Interleukin-1 stimulates thyroid cell growth and increases the concentration of the c-myc proto-oncogene mRNA in thyroid follicular cells in culture.

In the course of studies of cell-mediated immunity in Graves' disease, we noted that normal peripheral blood monocytes, when stimulated by bacterial lipopolysaccharide, conditioned their media with a factor that had the physicochemical properties of the lymphokine interleukin-1 (IL-1) and that enhanced DNA synthesis and replication in quiescent FRTL5 cells, a line of nontransformed rat thyroid follicular cells. This finding led to the present studies, in which the effect of IL-1 (recombinant IL-1-p) on DNA synthesis in FRTL5 was explored. In the absence of serum, IL-1 induced a small, but significant, increase in [3H]thymidine incorporation into DNA. Calf serum (0.5\%) alone also stimulated DNA synthesis slightly, but it greatly enhanced, in a synergistic manner, the stimulatory response to IL-1, decreasing the minimally effective concentration of IL-1 and amplifying the response to higher concentrations.

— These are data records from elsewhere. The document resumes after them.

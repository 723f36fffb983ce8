use eframe::egui;

/// Where a query point lands when projected onto a segment.
#[derive(Clone, Copy, Debug, PartialEq)]
pub struct SegmentProjection {
    /// Nearest point on the segment itself, never on its extension.
    pub position: egui::Pos2,
    /// Euclidean distance from the query to `position`.
    pub distance: f32,
    /// Normalized position along the segment, in `[0, 1]`.
    pub t: f32,
}

pub fn segment_length(a: egui::Pos2, b: egui::Pos2) -> f32 {
    (b - a).length()
}

pub fn nearest_point_on_segment(
    a: egui::Pos2,
    b: egui::Pos2,
    query: egui::Pos2,
) -> SegmentProjection {
    let ab = b - a;
    let ab_len2 = ab.length_sq();
    if ab_len2 <= f32::EPSILON {
        tracing::trace!(?a, "zero-length segment treated as a point");
        return SegmentProjection {
            position: a,
            distance: (query - a).length(),
            t: 0.0,
        };
    }
    let t = ((query - a).dot(ab) / ab_len2).clamp(0.0, 1.0);
    let position = a + ab * t;
    SegmentProjection {
        position,
        distance: (query - position).length(),
        t,
    }
}

/// Box of half-size `extent` centred on `center`.
pub fn rect_around(center: egui::Pos2, extent: f32) -> egui::Rect {
    egui::Rect::from_center_size(center, egui::vec2(extent * 2.0, extent * 2.0))
}

#[cfg(test)]
mod tests {
    use super::*;
    use proptest::prelude::*;

    #[test]
    fn projects_onto_interior() {
        let p = nearest_point_on_segment(
            egui::pos2(50.0, 100.0),
            egui::pos2(150.0, 100.0),
            egui::pos2(100.0, 102.0),
        );
        assert!((p.position.x - 100.0).abs() < 1e-4);
        assert!((p.position.y - 100.0).abs() < 1e-4);
        assert!((p.distance - 2.0).abs() < 1e-4);
        assert!((p.t - 0.5).abs() < 1e-4);
    }

    #[test]
    fn clamps_past_the_ends() {
        let a = egui::pos2(0.0, 0.0);
        let b = egui::pos2(10.0, 0.0);
        let before = nearest_point_on_segment(a, b, egui::pos2(-5.0, 3.0));
        assert_eq!(before.t, 0.0);
        assert_eq!(before.position, a);
        let after = nearest_point_on_segment(a, b, egui::pos2(25.0, 0.0));
        assert_eq!(after.t, 1.0);
        assert_eq!(after.position, b);
        assert!((after.distance - 15.0).abs() < 1e-4);
    }

    #[test]
    fn degenerate_segment_is_a_point() {
        let a = egui::pos2(3.0, 4.0);
        let p = nearest_point_on_segment(a, a, egui::pos2(0.0, 0.0));
        assert_eq!(p.position, a);
        assert!((p.distance - 5.0).abs() < 1e-4);
        assert!(p.distance.is_finite());
    }

    #[test]
    fn segment_length_is_symmetric() {
        let a = egui::pos2(1.0, 1.0);
        let b = egui::pos2(4.0, 5.0);
        assert_eq!(segment_length(a, b), 5.0);
        assert_eq!(segment_length(b, a), 5.0);
        assert_eq!(segment_length(a, a), 0.0);
    }

    #[test]
    fn rect_around_is_centred() {
        let r = rect_around(egui::pos2(10.0, 20.0), 15.0);
        assert_eq!(r.min, egui::pos2(-5.0, 5.0));
        assert_eq!(r.max, egui::pos2(25.0, 35.0));
    }

    proptest! {
        #[test]
        fn parameter_stays_on_segment(
            ax in -500.0f32..500.0, ay in -500.0f32..500.0,
            bx in -500.0f32..500.0, by in -500.0f32..500.0,
            qx in -500.0f32..500.0, qy in -500.0f32..500.0,
        ) {
            let p = nearest_point_on_segment(
                egui::pos2(ax, ay),
                egui::pos2(bx, by),
                egui::pos2(qx, qy),
            );
            prop_assert!((0.0..=1.0).contains(&p.t));
            prop_assert!(p.distance >= 0.0);
        }

        #[test]
        fn requery_at_nearest_point_is_zero_distance(
            ax in -500.0f32..500.0, ay in -500.0f32..500.0,
            bx in -500.0f32..500.0, by in -500.0f32..500.0,
            qx in -500.0f32..500.0, qy in -500.0f32..500.0,
        ) {
            let a = egui::pos2(ax, ay);
            let b = egui::pos2(bx, by);
            let first = nearest_point_on_segment(a, b, egui::pos2(qx, qy));
            let second = nearest_point_on_segment(a, b, first.position);
            prop_assert!(second.distance < 1e-2);
        }
    }
}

A similar synergism was noted when quiescent FRTL5 were cultured with a combination of IL-1 and a low concentration of insulin-like growth factor-I (IGF-I), which itself stimulated DNA synthesis modestly. IL-1 also increased levels of the mRNA of the proto-oncogene c-myc in quiescent FRTL5, as TSH does, an effect thought to reflect commitment of the cell to increased growth. The findings indicate that IL-1 is an independent stimulator of thyroid cell growth, and that its effects are greatly enhanced by serum, probably in large measure by the IGF-I contained therein. They raise the possibility that IL-1 generated locally by intrathyroid macrophages may act directly by a short-loop mechanism to increase goiter formation in autoimmune thyroid disease.